Stored data:

..........

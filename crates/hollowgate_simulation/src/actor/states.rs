//! Конкретный словарь состояний
//!
//! Открытый набор: всё что реализует ActorState подключается в машину.
//! Здесь — базовые режимы survival-horror актора: idle/moving/aiming
//! для игрока, grab/knockback для врагов, attacking/reloading/dead
//! для обоих.

use bevy::prelude::*;

use super::state::{ActorState, StateCommon, StateContext, StateDuration, StateId, StateSpec};
use crate::components::MovementCommand;
use crate::input::{InputAction, InputAxis};

/// Теги для runtime-lookup состояний (death, knockback триггерятся
/// внешними системами, не соседними состояниями)
pub const TAG_DEAD: &str = "dead";
pub const TAG_KNOCKBACK: &str = "knockback";

const MOVE_DEADZONE: f32 = 0.01;

// ----------------------------------------------------------------------

/// Покой: ждём input, останавливаем движение
pub struct IdleState {
    common: StateCommon,
    moving: StateId,
    aiming: Option<StateId>,
}

impl IdleState {
    pub fn new(spec: StateSpec, moving: StateId, aiming: Option<StateId>) -> Self {
        Self {
            common: StateCommon::new(spec),
            moving,
            aiming,
        }
    }
}

impl ActorState for IdleState {
    fn name(&self) -> &'static str {
        "Idle"
    }

    fn common(&self) -> &StateCommon {
        &self.common
    }

    fn common_mut(&mut self) -> &mut StateCommon {
        &mut self.common
    }

    fn state_enter(&mut self, ctx: &mut StateContext, from: Option<StateId>) {
        self.common.enter(ctx, from);
        *ctx.movement = MovementCommand::Idle;
    }

    fn state_update(&mut self, ctx: &mut StateContext) {
        self.common.update(ctx);
        if !self.common.transition_finished() {
            return;
        }

        if let Some(aiming) = self.aiming {
            if ctx.input.is_held(InputAction::Aim) {
                ctx.set_state(aiming);
                return;
            }
        }
        if ctx.input.axis(InputAxis::Move).length_squared() > MOVE_DEADZONE {
            ctx.set_state(self.moving);
        }
    }
}

// ----------------------------------------------------------------------

/// Движение по аналоговой оси
pub struct MovingState {
    common: StateCommon,
    idle: StateId,
    aiming: Option<StateId>,
}

impl MovingState {
    pub fn new(spec: StateSpec, idle: StateId, aiming: Option<StateId>) -> Self {
        Self {
            common: StateCommon::new(spec),
            idle,
            aiming,
        }
    }
}

impl ActorState for MovingState {
    fn name(&self) -> &'static str {
        "Moving"
    }

    fn common(&self) -> &StateCommon {
        &self.common
    }

    fn common_mut(&mut self) -> &mut StateCommon {
        &mut self.common
    }

    fn state_update(&mut self, ctx: &mut StateContext) {
        self.common.update(ctx);

        if let Some(aiming) = self.aiming {
            if ctx.input.is_held(InputAction::Aim) {
                ctx.set_state(aiming);
                return;
            }
        }

        let axis = ctx.input.axis(InputAxis::Move);
        if axis.length_squared() <= MOVE_DEADZONE {
            ctx.set_state(self.idle);
            return;
        }

        let direction = Vec3::new(axis.x, 0.0, axis.y).normalize_or_zero();
        *ctx.movement = MovementCommand::Move { direction };
    }

    fn state_exit(&mut self, ctx: &mut StateContext, into: StateId) {
        *ctx.movement = MovementCommand::Idle;
        self.common.exit(ctx);
        let _ = into;
    }
}

// ----------------------------------------------------------------------

/// Атака: на входе запускает attack-компонент, time-boxed
pub struct AttackingState {
    common: StateCommon,
    duration: StateDuration,
    attack: Entity,
    after: StateId,
}

impl AttackingState {
    pub fn new(spec: StateSpec, duration: f32, attack: Entity, after: StateId) -> Self {
        Self {
            common: StateCommon::new(spec),
            duration: StateDuration::new(duration),
            attack,
            after,
        }
    }
}

impl ActorState for AttackingState {
    fn name(&self) -> &'static str {
        "Attacking"
    }

    fn common(&self) -> &StateCommon {
        &self.common
    }

    fn common_mut(&mut self) -> &mut StateCommon {
        &mut self.common
    }

    fn state_enter(&mut self, ctx: &mut StateContext, from: Option<StateId>) {
        self.common.enter(ctx, from);
        self.duration.reset();
        *ctx.movement = MovementCommand::Stop;
        ctx.trigger_attack(self.attack);
    }

    fn state_update(&mut self, ctx: &mut StateContext) {
        self.common.update(ctx);
        if self.duration.tick(ctx.delta) {
            ctx.set_state(self.after);
        }
    }
}

// ----------------------------------------------------------------------

/// Прицеливание: удержание Aim, выстрел по Attack, reload по Reload
pub struct AimingState {
    common: StateCommon,
    attack_state: StateId,
    motion_state: StateId,
    reload_state: Option<StateId>,
    pub allow_manual_reload: bool,
}

impl AimingState {
    pub fn new(
        spec: StateSpec,
        attack_state: StateId,
        motion_state: StateId,
        reload_state: Option<StateId>,
    ) -> Self {
        Self {
            common: StateCommon::new(spec),
            attack_state,
            motion_state,
            reload_state,
            allow_manual_reload: true,
        }
    }
}

impl ActorState for AimingState {
    fn name(&self) -> &'static str {
        "Aiming"
    }

    fn common(&self) -> &StateCommon {
        &self.common
    }

    fn common_mut(&mut self) -> &mut StateCommon {
        &mut self.common
    }

    fn state_enter(&mut self, ctx: &mut StateContext, from: Option<StateId>) {
        self.common.enter(ctx, from);
        // Прицеливание сковывает ноги
        *ctx.movement = MovementCommand::Stop;
    }

    fn state_update(&mut self, ctx: &mut StateContext) {
        self.common.update(ctx);
        if !self.common.transition_finished() {
            return;
        }

        if ctx.input.is_down(InputAction::Attack) {
            ctx.set_state(self.attack_state);
            return;
        }
        if let Some(reload) = self.reload_state {
            if self.allow_manual_reload && ctx.input.is_down(InputAction::Reload) {
                ctx.set_state(reload);
                return;
            }
        }
        if !ctx.input.is_held(InputAction::Aim) {
            ctx.set_state(self.motion_state);
        }
    }
}

// ----------------------------------------------------------------------

/// Перезарядка: time-boxed, без триггера атаки
pub struct ReloadingState {
    common: StateCommon,
    duration: StateDuration,
    after: StateId,
}

impl ReloadingState {
    pub fn new(spec: StateSpec, duration: f32, after: StateId) -> Self {
        Self {
            common: StateCommon::new(spec),
            duration: StateDuration::new(duration),
            after,
        }
    }
}

impl ActorState for ReloadingState {
    fn name(&self) -> &'static str {
        "Reloading"
    }

    fn common(&self) -> &StateCommon {
        &self.common
    }

    fn common_mut(&mut self) -> &mut StateCommon {
        &mut self.common
    }

    fn state_enter(&mut self, ctx: &mut StateContext, from: Option<StateId>) {
        self.common.enter(ctx, from);
        self.duration.reset();
        *ctx.movement = MovementCommand::Stop;
    }

    fn state_update(&mut self, ctx: &mut StateContext) {
        self.common.update(ctx);
        if self.duration.tick(ctx.delta) {
            ctx.set_state(self.after);
        }
    }
}

// ----------------------------------------------------------------------

/// Захват (враг держит жертву): на входе запускает overlap-атаку,
/// по истечении duration отпускает
pub struct GrabState {
    common: StateCommon,
    duration: StateDuration,
    attack: Entity,
    after: StateId,
}

impl GrabState {
    pub fn new(spec: StateSpec, duration: f32, attack: Entity, after: StateId) -> Self {
        Self {
            common: StateCommon::new(spec),
            duration: StateDuration::new(duration),
            attack,
            after,
        }
    }
}

impl ActorState for GrabState {
    fn name(&self) -> &'static str {
        "Grab"
    }

    fn common(&self) -> &StateCommon {
        &self.common
    }

    fn common_mut(&mut self) -> &mut StateCommon {
        &mut self.common
    }

    fn state_enter(&mut self, ctx: &mut StateContext, from: Option<StateId>) {
        self.common.enter(ctx, from);
        self.duration.reset();
        *ctx.movement = MovementCommand::Stop;
        ctx.trigger_attack(self.attack);
    }

    fn state_update(&mut self, ctx: &mut StateContext) {
        self.common.update(ctx);
        if self.duration.tick(ctx.delta) {
            ctx.set_state(self.after);
        }
    }
}

// ----------------------------------------------------------------------

/// Отброс: импульс с затуханием в physics tick, выход по порогу скорости
pub struct KnockbackState {
    common: StateCommon,
    force: f32,
    /// Затухание за physics tick, 0..1
    drag: f32,
    exit_state: StateId,
    impulse_dir: Vec3,
    velocity: Vec3,
}

const KNOCKBACK_STOP_SPEED: f32 = 0.1;

impl KnockbackState {
    pub fn new(spec: StateSpec, force: f32, drag: f32, exit_state: StateId) -> Self {
        Self {
            common: StateCommon::new(spec),
            force,
            drag,
            exit_state,
            impulse_dir: Vec3::ZERO,
            velocity: Vec3::ZERO,
        }
    }

    /// Направление отброса; ставится внешней системой (downcast по тегу)
    /// до set_state
    pub fn set_impulse_dir(&mut self, dir: Vec3) {
        self.impulse_dir = dir.normalize_or_zero();
    }
}

impl ActorState for KnockbackState {
    fn name(&self) -> &'static str {
        "Knockback"
    }

    fn common(&self) -> &StateCommon {
        &self.common
    }

    fn common_mut(&mut self) -> &mut StateCommon {
        &mut self.common
    }

    fn state_enter(&mut self, ctx: &mut StateContext, from: Option<StateId>) {
        self.common.enter(ctx, from);
        self.velocity = self.impulse_dir * self.force;
    }

    fn state_fixed_update(&mut self, ctx: &mut StateContext) {
        self.velocity *= 1.0 - self.drag;
        *ctx.movement = MovementCommand::Impulse {
            velocity: self.velocity,
        };

        if self.velocity.length() < KNOCKBACK_STOP_SPEED {
            ctx.set_state(self.exit_state);
        }
    }

    fn state_exit(&mut self, ctx: &mut StateContext, into: StateId) {
        self.velocity = Vec3::ZERO;
        *ctx.movement = MovementCommand::Idle;
        self.common.exit(ctx);
        let _ = into;
    }
}

// ----------------------------------------------------------------------

/// Смерть: one-way, переходов наружу нет (только reset машины)
pub struct DeadState {
    common: StateCommon,
}

impl DeadState {
    pub fn new(spec: StateSpec) -> Self {
        Self {
            common: StateCommon::new(spec),
        }
    }
}

impl ActorState for DeadState {
    fn name(&self) -> &'static str {
        "Dead"
    }

    fn common(&self) -> &StateCommon {
        &self.common
    }

    fn common_mut(&mut self) -> &mut StateCommon {
        &mut self.common
    }

    fn state_enter(&mut self, ctx: &mut StateContext, from: Option<StateId>) {
        self.common.enter(ctx, from);
        *ctx.movement = MovementCommand::Stop;
    }
}
//! Overlap attack
//!
//! Зона непрерывного урона: бьёт всё в hitbox'е сразу при активации и
//! затем повторно каждые damage_rate секунд, пока активна.
//! duration == 0 — одиночный импульс, > 0 — ограниченное окно,
//! < 0 — до внешнего stop (яд, огонь, удержание в захвате).

use std::collections::HashMap;
use std::sync::Arc;

use bevy::prelude::*;

use super::attack::{
    process_attack, AttackEnded, AttackInfo, AttackOwner, AttackStarted, AttackTriggered,
    CombatQueue,
};
use super::attack_type::AttackType;
use super::damageable::{
    Damageable, DamageableCollider, EntityDied, KnockbackRequested, PostDamage, PreDamage,
};
use super::hitbox::HitBox;
use crate::components::Health;
use crate::time::GameClock;

#[derive(Component)]
pub struct OverlapAttack {
    pub attack_type: Arc<AttackType>,
    /// Интервал повторного урона по одной цели; <= 0 — один раз
    /// за активацию
    pub damage_rate: f32,
    /// 0 — одиночный импульс, > 0 — окно, < 0 — до stop()
    pub duration: f32,
    elapsed: f32,
    active: bool,
    /// target → elapsed последнего попадания
    last_hit: HashMap<Entity, f32>,
}

impl OverlapAttack {
    pub fn new(attack_type: Arc<AttackType>, damage_rate: f32, duration: f32) -> Self {
        Self {
            attack_type,
            damage_rate,
            duration,
            elapsed: 0.0,
            active: false,
            last_hit: HashMap::new(),
        }
    }

    pub fn is_active(&self) -> bool {
        self.active
    }

    fn activate(&mut self) {
        self.elapsed = 0.0;
        self.active = true;
        self.last_hit.clear();
    }

    /// Внешняя деактивация (для duration < 0, например конец захвата)
    pub fn stop(&mut self) {
        self.active = false;
    }
}

/// Система: AttackTriggered → активация зоны
pub fn start_overlap_attacks(
    mut triggers: EventReader<AttackTriggered>,
    mut attacks: Query<&mut OverlapAttack>,
    mut started: EventWriter<AttackStarted>,
) {
    for trigger in triggers.read() {
        let Ok(mut attack) = attacks.get_mut(trigger.attack) else {
            continue;
        };
        attack.activate();
        started.write(AttackStarted {
            attack: trigger.attack,
        });
    }
}

/// Система: тик активных зон
pub fn tick_overlap_attacks(
    clock: Res<GameClock>,
    mut attacks: Query<(Entity, &mut OverlapAttack, &AttackOwner, &HitBox)>,
    owners: Query<&Transform>,
    damageables: Query<(Entity, &Damageable, &DamageableCollider, &Transform)>,
    mut healths: Query<&mut Health>,
    mut ended: EventWriter<AttackEnded>,
    mut pre: EventWriter<PreDamage>,
    mut post: EventWriter<PostDamage>,
    mut deaths: EventWriter<EntityDied>,
    mut knockbacks: EventWriter<KnockbackRequested>,
) {
    if clock.paused {
        return;
    }

    let mut queue = CombatQueue::default();

    for (attack_entity, mut attack, owner, hitbox) in attacks.iter_mut() {
        if !attack.active {
            continue;
        }

        let Ok(owner_transform) = owners.get(owner.actor) else {
            continue;
        };
        let origin = owner_transform.translation;

        let candidates = damageables
            .iter()
            .map(|(entity, dmg, collider, transform)| {
                (entity, transform.translation, collider.radius, dmg.layer_bits)
            });

        for hit in hitbox.overlapping(origin, candidates) {
            let Ok((_, dmg, _, target_transform)) = damageables.get(hit.target) else {
                continue;
            };
            if dmg.owner == owner.actor {
                continue;
            }

            let due = match attack.last_hit.get(&hit.target) {
                // Первый контакт цели бьёт немедленно
                None => true,
                Some(&last) => {
                    attack.damage_rate > 0.0 && attack.elapsed - last >= attack.damage_rate
                }
            };
            if !due {
                continue;
            }
            let elapsed = attack.elapsed;
            attack.last_hit.insert(hit.target, elapsed);

            let target_pos = target_transform.translation;
            let info = AttackInfo {
                attack: attack_entity,
                attacker: owner.actor,
                damageable: hit.target,
                victim: dmg.owner,
                kind: dmg.kind,
                impact_point: (origin + target_pos) * 0.5,
                impact_dir: (target_pos - origin).normalize_or_zero(),
                distance: origin.distance(target_pos),
            };

            if let Ok(mut health) = healths.get_mut(dmg.owner) {
                process_attack(&attack.attack_type, &info, &mut health, &mut queue);
            }
        }

        attack.elapsed += clock.delta;

        // duration == 0: импульс закончился сразу после первого прохода
        let expired = attack.duration == 0.0
            || (attack.duration > 0.0 && attack.elapsed >= attack.duration);
        if expired {
            attack.active = false;
            ended.write(AttackEnded {
                attack: attack_entity,
            });
        }
    }

    queue.flush(&mut pre, &mut post, &mut deaths, &mut knockbacks);
}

..........

* **Work order**: Starting at the first line of the records above, please copy every line exactly through the line containing "if ctx.input.axis(InputAxis::Move).length_squared() >", and stop there.

* **Output for this task**:
filename crates/hollowgate_simulation/src/actor/states.rs
//! Конкретный словарь состояний
//!
//! Открытый набор: всё что реализует ActorState подключается в машину.
//! Здесь — базовые режимы survival-horror актора: idle/moving/aiming
//! для игрока, grab/knockback для врагов, attacking/reloading/dead
//! для обоих.

use bevy::prelude::*;

use super::state::{ActorState, StateCommon, StateContext, StateDuration, StateId, StateSpec};
use crate::components::MovementCommand;
use crate::input::{InputAction, InputAxis};

/// Теги для runtime-lookup состояний (death, knockback триггерятся
/// внешними системами, не соседними состояниями)
pub const TAG_DEAD: &str = "dead";
pub const TAG_KNOCKBACK: &str = "knockback";

const MOVE_DEADZONE: f32 = 0.01;

// ----------------------------------------------------------------------

/// Покой: ждём input, останавливаем движение
pub struct IdleState {
    common: StateCommon,
    moving: StateId,
    aiming: Option<StateId>,
}

impl IdleState {
    pub fn new(spec: StateSpec, moving: StateId, aiming: Option<StateId>) -> Self {
        Self {
            common: StateCommon::new(spec),
            moving,
            aiming,
        }
    }
}

impl ActorState for IdleState {
    fn name(&self) -> &'static str {
        "Idle"
    }

    fn common(&self) -> &StateCommon {
        &self.common
    }

    fn common_mut(&mut self) -> &mut StateCommon {
        &mut self.common
    }

    fn state_enter(&mut self, ctx: &mut StateContext, from: Option<StateId>) {
        self.common.enter(ctx, from);
        *ctx.movement = MovementCommand::Idle;
    }

    fn state_update(&mut self, ctx: &mut StateContext) {
        self.common.update(ctx);
        if !self.common.transition_finished() {
            return;
        }

        if let Some(aiming) = self.aiming {
            if ctx.input.is_held(InputAction::Aim) {
                ctx.set_state(aiming);
                return;
            }
        }
        if ctx.input.axis(InputAxis::Move).length_squared() > MOVE_DEADZONE {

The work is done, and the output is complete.